Sherry Mathews

Lit4433

10/5/03

Media in ‘White Noise’

            There are three types of people; the people that want desperately to be completely apart of the media world, those who want out, and those who walk the invisible line between the two.  What the types do not know is that they are, and will always be, part of the global white noise that makes up the media.  The media includes not just television, radio, movies, and books but anyone who has read books, watched television or movies, or listened to the radio.  Although it might be easy to avoid the hard copy version of the noise, it is not as easy to avoid your parents, friends, teachers, and neighbors who have all been individually “infected” by all the media they have been consciously and subconsciously presented with in their lifetime.  They will also never get out because the media is a cycle; it unknowingly causes us to be one way and because of this we rely on it, and therefore get affected in a completely different way.  Then the cycle repeats.  ‘White Noise’ by Don DeLillo includes all three types of characters and shows how they interact with each other.  It also shows exactly how the media persuaded them to join one of these three sides.

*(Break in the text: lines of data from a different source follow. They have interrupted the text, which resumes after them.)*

use crate::core::{
    gradient::{BACKGROUND_COLORMAP, BLACK_KEY_INDEX, GradientTable, NOTE_COLORMAP, Rgb},
    note::{Note, Sequence},
    selection::{
        EXIT_SIZE, HANDLE_WIDTH, SelectionController, SelectionEvent, SelectionRange,
    },
};
use thiserror::Error;

/// Charts always show at least two octaves
pub const MIN_PITCH_SPAN: i32 = 24;
/// Semitones added above and below the expanded range
pub const PITCH_MARGIN: i32 = 3;
/// Pitch classes of the black keys
const BLACK_KEYS: [i32; 5] = [1, 3, 6, 8, 10];
const BLACK_KEY_OPACITY: f32 = 0.666;
const KEY_LINE_WIDTH: f64 = 0.001;
const OCTAVE_LINE_WIDTH: f64 = 0.003;
const LINE_COLOR: Rgb = Rgb::new(0, 0, 0);
const SELECTION_COLOR: Rgb = Rgb::new(0, 255, 0);
const SELECTION_OPACITY: f32 = 0.2;

#[derive(Error, Debug, Clone, PartialEq)]
pub enum RollError {
    #[error("cannot lay out an empty note sequence")]
    EmptySequence,
    #[error("sequence has no duration (starts at {origin}, ends at {end})")]
    ZeroHorizon { origin: f64, end: f64 },
    #[error("pitch {pitch} is outside the MIDI range 0..=127")]
    PitchOutOfRange { pitch: i32 },
    #[error("velocity {velocity} is outside the {table_size} entry color table")]
    VelocityOutOfRange { velocity: u32, table_size: usize },
}

/// Inclusive pitch interval shown on the vertical axis
#[derive(Debug, Clone, Copy, PartialEq, Eq)]
pub struct PitchRange {
    pub min: i32,
    pub max: i32,
}

impl PitchRange {
    /// Widen `[low, high]` to at least `MIN_PITCH_SPAN`, the extra going
    /// half below (rounded up) and half above (rounded down).
    pub fn expanded(low: i32, high: i32) -> Self {
        let span = high - low;
        if span >= MIN_PITCH_SPAN {
            return Self { min: low, max: high };
        }
        let diff = MIN_PITCH_SPAN - span;
        let below = (diff + 1) / 2;
        let above = diff / 2;
        Self {
            min: low - below,
            max: high + above,
        }
    }

    /// Expanded range with the visual margin on both sides
    pub fn fit(low: i32, high: i32) -> Self {
        let range = Self::expanded(low, high);
        Self {
            min: range.min - PITCH_MARGIN,
            max: range.max + PITCH_MARGIN,
        }
    }

    pub fn span(&self) -> i32 {
        self.max - self.min
    }

    pub fn row_height(&self) -> f64 {
        1. / self.span() as f64
    }

    /// Top of the row of `pitch`, the y axis grows downwards
    pub fn pitch_to_y(&self, pitch: i32) -> f64 {
        1. - (pitch - self.min) as f64 / self.span() as f64
    }
}

/// Axis aligned rectangle in the unit square
#[derive(Debug, Clone, Copy, PartialEq)]
pub struct NormRect {
    pub x: f64,
    pub y: f64,
    pub width: f64,
    pub height: f64,
}

/// Display independent primitive, handed to a painter adapter.
#[derive(Debug, Clone, PartialEq)]
pub enum DrawCommand {
    Rect {
        rect: NormRect,
        fill: Rgb,
        opacity: f32,
    },
    /// Horizontal line across the whole chart
    Line { y: f64, width: f64, color: Rgb },
    /// Clickable control that drops the selection
    ExitControl { rect: NormRect },
}

/// A source note with its horizontal placement
#[derive(Debug, Clone, Copy, PartialEq)]
pub struct RenderedNote {
    pub note: Note,
    pub position: f64,
    pub width: f64,
}

impl RenderedNote {
    pub fn right(&self) -> f64 {
        self.position + self.width
    }

    /// Strict containment, both bounds inclusive
    pub fn is_within(&self, start: f64, end: f64) -> bool {
        self.position >= start && self.right() <= end
    }
}

pub struct PianoRoll {
    origin: f64,
    horizon: f64,
    pitch_range: PitchRange,
    commands: Vec<DrawCommand>,
    notes: Vec<RenderedNote>,
    selection: SelectionController,
    selected: Vec<RenderedNote>,
}

impl PianoRoll {
    /// Lay out `sequence` with the built-in colormaps
    pub fn new(sequence: &Sequence) -> Result<Self, RollError> {
        Self::with_colormaps(sequence, &NOTE_COLORMAP, &BACKGROUND_COLORMAP)
    }

    pub fn with_colormaps(
        sequence: &Sequence,
        note_colors: &GradientTable,
        background_colors: &GradientTable,
    ) -> Result<Self, RollError> {
        let (low, high) = sequence.pitch_bounds();
        let mut roll = Self {
            origin: sequence.origin(),
            horizon: sequence.horizon(),
            pitch_range: PitchRange::fit(low, high),
            commands: Vec::new(),
            notes: Vec::with_capacity(sequence.len()),
            selection: SelectionController::new(),
            selected: Vec::new(),
        };
        roll.draw_background(background_colors);
        roll.draw_notes(sequence, note_colors)?;
        Ok(roll)
    }

    /// Convert a duration from the time origin to a normalized x
    pub fn time_to_x(&self, time: f64) -> f64 {
        time / self.horizon
    }

    pub fn horizon(&self) -> f64 {
        self.horizon
    }

    pub fn pitch_range(&self) -> PitchRange {
        self.pitch_range
    }

    pub fn row_height(&self) -> f64 {
        self.pitch_range.row_height()
    }

    pub fn draw_commands(&self) -> &[DrawCommand] {
        &self.commands
    }

    pub fn rendered_notes(&self) -> &[RenderedNote] {
        &self.notes
    }

    fn draw_background(&mut self, colors: &GradientTable) {
        let row_height = self.row_height();
        let black_key = colors
            .get(BLACK_KEY_INDEX)
            .unwrap_or_else(|| colors.first());

        // One extra separator closes the top edge of the chart
        for pitch in self.pitch_range.min..=self.pitch_range.max + 1 {
            let y = self.pitch_range.pitch_to_y(pitch);
            let pitch_class = pitch.rem_euclid(12);
            if pitch <= self.pitch_range.max && BLACK_KEYS.contains(&pitch_class) {
                self.commands.push(DrawCommand::Rect {
                    rect: NormRect {
                        x: 0.,
                        y,
                        width: 1.,
                        height: row_height,
                    },
                    fill: black_key,
                    opacity: BLACK_KEY_OPACITY,
                });
            }
            // Key separation, bolder on every octave
            self.commands.push(DrawCommand::Line {
                y: y + row_height,
                width: if pitch_class == 0 {
                    OCTAVE_LINE_WIDTH
                } else {
                    KEY_LINE_WIDTH
                },
                color: LINE_COLOR,
            });
        }
    }

    fn draw_notes(&mut self, sequence: &Sequence, colors: &GradientTable) -> Result<(), RollError> {
        let row_height = self.row_height();
        for note in sequence.notes() {
            let fill = colors
                .get(note.velocity as usize)
                .ok_or(RollError::VelocityOutOfRange {
                    velocity: note.velocity,
                    table_size: colors.len(),
                })?;
            let position = self.time_to_x(note.start - self.origin);
            let width = self.time_to_x(note.duration());

            self.commands.push(DrawCommand::Rect {
                rect: NormRect {
                    x: position,
                    y: self.pitch_range.pitch_to_y(note.pitch),
                    width,
                    height: row_height,
                },
                fill,
                opacity: 1.,
            });
            self.notes.push(RenderedNote {
                note: *note,
                position,
                width,
            });
        }
        Ok(())
    }

    /// Notes lying entirely inside `[start, end]`
    pub fn notes_within(&self, start: f64, end: f64) -> impl Iterator<Item = &RenderedNote> {
        self.notes
            .iter()
            .filter(move |n| n.is_within(start, end))
    }

    // Selection

    pub fn selection(&self) -> &SelectionController {
        &self.selection
    }

    pub fn selected_notes(&self) -> impl Iterator<Item = &RenderedNote> {
        self.selected.iter()
    }

    pub fn pointer_down(&mut self, x: f64) {
        self.selection.pointer_down(x);
    }

    pub fn pointer_move(&mut self, x: f64) {
        self.selection.pointer_move(x);
    }

    pub fn pointer_up(&mut self) -> Option<SelectionEvent> {
        let event = self.selection.pointer_up();
        match event {
            Some(SelectionEvent::Confirmed(range)) => self.select_range(range),
            Some(SelectionEvent::Dismissed) => self.selected.clear(),
            None => {}
        }
        event
    }

    /// Handles a press on the chart, returns true if it hit the exit control
    pub fn press_exit_control(&mut self, x: f64, y: f64) -> bool {
        let hit = self
            .selection
            .overlay()
            .is_some_and(|overlay| overlay.exit_contains(x, y));
        if hit {
            self.exit_selection();
        }
        hit
    }

    pub fn exit_selection(&mut self) {
        self.selection.exit();
        self.selected.clear();
    }

    fn select_range(&mut self, range: SelectionRange) {
        self.selected = self.notes_within(range.start, range.end).copied().collect();
        log::info!(
            "Selection {:.3}..{:.3}: {} notes",
            range.start,
            range.end,
            self.selected.len()
        );
    }

    /// Selection visuals, drawn on top of `draw_commands`
    pub fn overlay_commands(&self) -> Vec<DrawCommand> {
        let Some(overlay) = self.selection.overlay() else {
            return Vec::new();
        };
        let mut commands = vec![DrawCommand::Rect {
            rect: NormRect {
                x: overlay.range.start,
                y: 0.,
                width: overlay.range.width(),
                height: 1.,
            },
            fill: SELECTION_COLOR,
            opacity: SELECTION_OPACITY,
        }];
        if overlay.handles_visible {
            for x in [overlay.start_handle, overlay.end_handle] {
                commands.push(DrawCommand::Rect {
                    rect: NormRect {
                        x,
                        y: 0.,
                        width: HANDLE_WIDTH,
                        height: 1.,
                    },
                    fill: SELECTION_COLOR,
                    opacity: 1.,
                });
            }
        }
        let (x, y) = overlay.exit_pos;
        commands.push(DrawCommand::ExitControl {
            rect: NormRect {
                x,
                y,
                width: EXIT_SIZE,
                height: EXIT_SIZE,
            },
        });
        commands
    }
}
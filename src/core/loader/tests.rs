use crate::core::{
    loader::{
        CancellationToken, LoadError, LoadRequest, LoaderMsg, NoteSource, parse_notes, run_load,
        spawn_loader,
    },
    note::Note,
};
use crossbeam::channel::{Receiver, bounded, unbounded};
use std::time::Duration;

const WAIT: Duration = Duration::from_secs(5);

struct FixedSource(Result<Vec<Note>, LoadError>);

impl NoteSource for FixedSource {
    fn fetch(&self, _request: &LoadRequest) -> Result<Vec<Note>, LoadError> {
        self.0.clone()
    }
}

/// Blocks until the test lets it answer
struct GatedSource(Receiver<()>);

impl NoteSource for GatedSource {
    fn fetch(&self, _request: &LoadRequest) -> Result<Vec<Note>, LoadError> {
        let _ = self.0.recv_timeout(WAIT);
        Ok(vec![])
    }
}

fn sample_note() -> Note {
    Note {
        start: 0.,
        end: 1.,
        pitch: 60,
        velocity: 100,
    }
}

#[test]
fn test_parse_notes() {
    let body = r#"[
        {"start": 0.0, "end": 0.5, "pitch": 60, "velocity": 100},
        {"start": 0.5, "end": 1.0, "pitch": 62, "velocity": 80}
    ]"#;
    let notes = parse_notes(body).unwrap();
    assert_eq!(notes.len(), 2);
    assert_eq!(notes[1].pitch, 62);
}

#[test]
fn test_parse_malformed() {
    assert!(matches!(
        parse_notes(r#"{"notes": []}"#),
        Err(LoadError::MalformedData(_))
    ));
    assert!(matches!(
        parse_notes(r#"[{"start": 0.0, "end": 0.5, "pitch": 60, "velocity": -1}]"#),
        Err(LoadError::MalformedData(_))
    ));
}

#[test]
fn test_spawn_loader_success() {
    let handle = spawn_loader(FixedSource(Ok(vec![sample_note()])), LoadRequest::default());
    match handle.rx.recv_timeout(WAIT) {
        Ok(LoaderMsg::Loaded(notes)) => assert_eq!(notes, vec![sample_note()]),
        _ => panic!("expected loaded notes"),
    }
}

#[test]
fn test_spawn_loader_failure() {
    let handle = spawn_loader(
        FixedSource(Err(LoadError::Http { status: 503 })),
        LoadRequest::default(),
    );
    match handle.rx.recv_timeout(WAIT) {
        Ok(LoaderMsg::Failed(err)) => {
            assert_eq!(err, LoadError::Http { status: 503 });
            assert_eq!(err.to_string(), "HTTP error! Status: 503");
        }
        _ => panic!("expected a failure"),
    }
}

#[test]
fn test_cancel_drops_late_result() {
    let (go_tx, go_rx) = bounded(1);
    let handle = spawn_loader(GatedSource(go_rx), LoadRequest::default());
    assert!(handle.poll().is_none());
    handle.cancel();
    // The worker may already be gone if it saw the cancel before fetching
    let _ = go_tx.send(());
    assert!(matches!(
        handle.rx.recv_timeout(WAIT),
        Ok(LoaderMsg::Cancelled)
    ));
}

#[test]
fn test_cancelled_before_start_skips_fetch() {
    let (tx, rx) = unbounded();
    let token = CancellationToken::default();
    token.cancel();
    // Would fail the test through a Failed message if it were fetched
    let source = FixedSource(Err(LoadError::Transport("unreachable".into())));
    run_load(&source, &LoadRequest::default(), &token, &tx);
    assert!(matches!(rx.try_recv(), Ok(LoaderMsg::Cancelled)));
}

#[test]
fn test_default_request() {
    let request = LoadRequest::default();
    assert_eq!(request.endpoint, "https://pianoroll.ai/random_notes");
    assert_eq!(request.timeout, Duration::from_secs(10));
}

            These three types are the affects because the media forces a person into a category of thinking.  Part of the trickiness of the media is that without it, we wouldn’t be who we are today.  Jack’s trust in the media, Heinrich’s skepticism of the media, and the Babette’s bad decision making are all shaped by the media.  The thesis of this paper is a direct result of the media (the media being ‘White Noise’).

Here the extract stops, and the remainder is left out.